Task to carry out
Using the records that follow, copy every line containing the word "listener".

Data extract section start

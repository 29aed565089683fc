use std::sync::Arc;
use tokio::time::{interval, Duration};
use tracing::info;

use crate::config::Config;
use crate::error::Result;
use crate::events::{ChangeCallback, OrientationType, CHANGE_EVENT};
use crate::host::SimulatedHost;
use crate::orientation::OrientationApi;

const ROTATION_CYCLE: [OrientationType; 4] = [
    OrientationType::LandscapePrimary,
    OrientationType::PortraitSecondary,
    OrientationType::LandscapeSecondary,
    OrientationType::PortraitPrimary,
];

/// Режим наблюдения: крутит эмулируемое устройство по кругу и логирует
/// нормализованные события, приходящие через фасад
pub struct RotateWatcher {
    config: Arc<Config>,
    host: Arc<SimulatedHost>,
    orientation: Arc<dyn OrientationApi>,
}

impl RotateWatcher {
    pub fn new(
        config: Arc<Config>,
        host: Arc<SimulatedHost>,
        orientation: Arc<dyn OrientationApi>,
    ) -> Self {
        Self {
            config,
            host,
            orientation,
        }
    }
}

#[async_trait::async_trait]
impl super::r#trait::WatcherTrait for RotateWatcher {
    async fn run(self: Box<Self>) -> Result<()> {
        info!("Режим наблюдения: эмулируем повороты устройства");

        // Слабая ссылка: слушатель не должен держать фасад живым через самого себя
        let reader = Arc::downgrade(&self.orientation);
        let listener: ChangeCallback = Arc::new(move |event| {
            if let Some(orientation) = reader.upgrade() {
                info!(
                    "Событие {}: ориентация {}",
                    event.kind,
                    orientation.orientation_type()
                );
            }
        });
        self.orientation.add_event_listener(CHANGE_EVENT, listener);

        let mut interval = interval(Duration::from_millis(self.config.watch.interval_ms));
        let mut step = 0usize;

        loop {
            interval.tick().await;

            let next = ROTATION_CYCLE[step % ROTATION_CYCLE.len()];
            info!("Поворачиваем эмулируемое устройство на {}", next);
            self.host.rotate(next);
            step += 1;
        }
    }
}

Data extract section end

Solution
        let listener: ChangeCallback = Arc::new(move |event| {
        self.orientation.add_event_listener(CHANGE_EVENT, listener);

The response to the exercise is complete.